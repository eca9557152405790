//! Actuation sequencers.
//!
//! Each sequencer is a small explicit state machine that borrows the
//! [`MachineContext`] for the duration of one operation and drives pumps
//! strictly one at a time through the
//! [`ActuatorPort`](crate::app::ports::ActuatorPort).
//!
//! ```text
//!  Dispense:  Idle ─▶ Validating ─▶ Executing(0..n) ─▶ Completed
//!                          │               │
//!                          └──────┬────────┘
//!                                 ▼
//!                               Failed
//!
//!  Cleaning:  Idle ─▶ Preparing ─▶ Cleaning(pump) ─▶ Complete
//!                          │            │
//!                          └─────┬──────┘
//!                                ▼
//!                            Cancelled
//! ```
//!
//! Progress is derived only from actuation completions, so what the
//! operator sees never runs ahead of what the pumps did.

pub mod calibration;
pub mod cleaning;
pub mod dispense;

use crate::app::ports::{LevelStore, TimePort};
use crate::inventory::Ledger;
use crate::pumps::PumpRegistry;

/// The state a sequencer borrows: the ledger and the pump registry.
pub struct MachineContext<S: LevelStore, C: TimePort> {
    pub ledger: Ledger<S, C>,
    pub registry: PumpRegistry,
}

impl<S: LevelStore, C: TimePort> MachineContext<S, C> {
    pub fn new(ledger: Ledger<S, C>, registry: PumpRegistry) -> Self {
        Self { ledger, registry }
    }
}

// ---------------------------------------------------------------------------
// State identities
// ---------------------------------------------------------------------------

#[derive(Debug, Clone, Copy, PartialEq, Eq, Hash)]
pub enum DispenseState {
    Idle,
    Validating,
    /// Actuating the automatic item at `index` (0-based, automatic items only).
    Executing { index: usize },
    Completed,
    Failed,
}

impl DispenseState {
    pub fn is_terminal(self) -> bool {
        matches!(self, Self::Completed | Self::Failed)
    }
}

#[derive(Debug, Clone, Copy, PartialEq, Eq, Hash)]
pub enum CleaningState {
    Idle,
    Preparing,
    Cleaning { pump: crate::pumps::PumpId },
    Complete,
    Cancelled,
}

/// `round(done / total * 100)`, with an empty total counting as done.
pub(crate) fn percent(done: u32, total: u32) -> u8 {
    if total == 0 {
        return 100;
    }
    ((f64::from(done) / f64::from(total)) * 100.0).round().min(100.0) as u8
}
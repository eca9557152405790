//! Adapters: concrete implementations of the hexagonal port traits.
//!
//! | Adapter    | Implements        | Connects to                |
//! |------------|-------------------|----------------------------|
//! | `hardware` | ActuatorPort      | Pump relays via GPIO       |
//! | `log_sink` | EventSink         | Serial log output          |
//! | `nvs`      | ConfigPort        | NVS / in-memory store      |
//! |            | StoragePort       |                            |
//! |            | LevelStore        |                            |
//! |            | PumpStore         |                            |
//! | `time`     | TimePort          | System clock / fixed clock |
//! | `usage`    | UsageSink         | Any StoragePort            |

pub mod hardware;
pub mod log_sink;
pub mod nvs;
pub mod time;
pub mod usage;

#### What is needed
Retype the data. Every line must match the original exactly.

#### Solution
repository eca9557152405790
//! Actuation sequencers.
//!
//! Each sequencer is a small explicit state machine that borrows the
//! [`MachineContext`] for the duration of one operation and drives pumps
//! strictly one at a time through the
//! [`ActuatorPort`](crate::app::ports::ActuatorPort).
//!
//! ```text
//!  Dispense:  Idle ─▶ Validating ─▶ Executing(0..n) ─▶ Completed
//!                          │               │
//!                          └──────┬────────┘
//!                                 ▼
//!                               Failed
//!
//!  Cleaning:  Idle ─▶ Preparing ─▶ Cleaning(pump) ─▶ Complete
//!                          │            │
//!                          └─────┬──────┘
//!                                ▼
//!                            Cancelled
//! ```
//!
//! Progress is derived only from actuation completions, so what the
//! operator sees never runs ahead of what the pumps did.

pub mod calibration;
pub mod cleaning;
pub mod dispense;

use crate::app::ports::{LevelStore, TimePort};
use crate::inventory::Ledger;
use crate::pumps::PumpRegistry;

/// The state a sequencer borrows: the ledger and the pump registry.
pub struct MachineContext<S: LevelStore, C: TimePort> {
    pub ledger: Ledger<S, C>,
    pub registry: PumpRegistry,
}

impl<S: LevelStore, C: TimePort> MachineContext<S, C> {
    pub fn new(ledger: Ledger<S, C>, registry: PumpRegistry) -> Self {
        Self { ledger, registry }
    }
}

// ---------------------------------------------------------------------------
// State identities
// ---------------------------------------------------------------------------

#[derive(Debug, Clone, Copy, PartialEq, Eq, Hash)]
pub enum DispenseState {
    Idle,
    Validating,
    /// Actuating the automatic item at `index` (0-based, automatic items only).
    Executing { index: usize },
    Completed,
    Failed,
}

impl DispenseState {
    pub fn is_terminal(self) -> bool {
        matches!(self, Self::Completed | Self::Failed)
    }
}

#[derive(Debug, Clone, Copy, PartialEq, Eq, Hash)]
pub enum CleaningState {
    Idle,
    Preparing,
    Cleaning { pump: crate::pumps::PumpId },
    Complete,
    Cancelled,
}

/// `round(done / total * 100)`, with an empty total counting as done.
pub(crate) fn percent(done: u32, total: u32) -> u8 {
    if total == 0 {
        return 100;
    }
    ((f64::from(done) / f64::from(total)) * 100.0).round().min(100.0) as u8
}
repository eca9557152405790
//! Adapters: concrete implementations of the hexagonal port traits.
//!
//! | Adapter    | Implements        | Connects to                |
//! |------------|-------------------|----------------------------|
//! | `hardware` | ActuatorPort      | Pump relays via GPIO       |
//! | `log_sink` | EventSink         | Serial log output          |
//! | `nvs`      | ConfigPort        | NVS / in-memory store      |
//! |            | StoragePort       |                            |
//! |            | LevelStore        |                            |
//! |            | PumpStore         |                            |
//! | `time`     | TimePort          | System clock / fixed clock |
//! | `usage`    | UsageSink         | Any StoragePort            |

pub mod hardware;
pub mod log_sink;
pub mod nvs;
pub mod time;
pub mod usage;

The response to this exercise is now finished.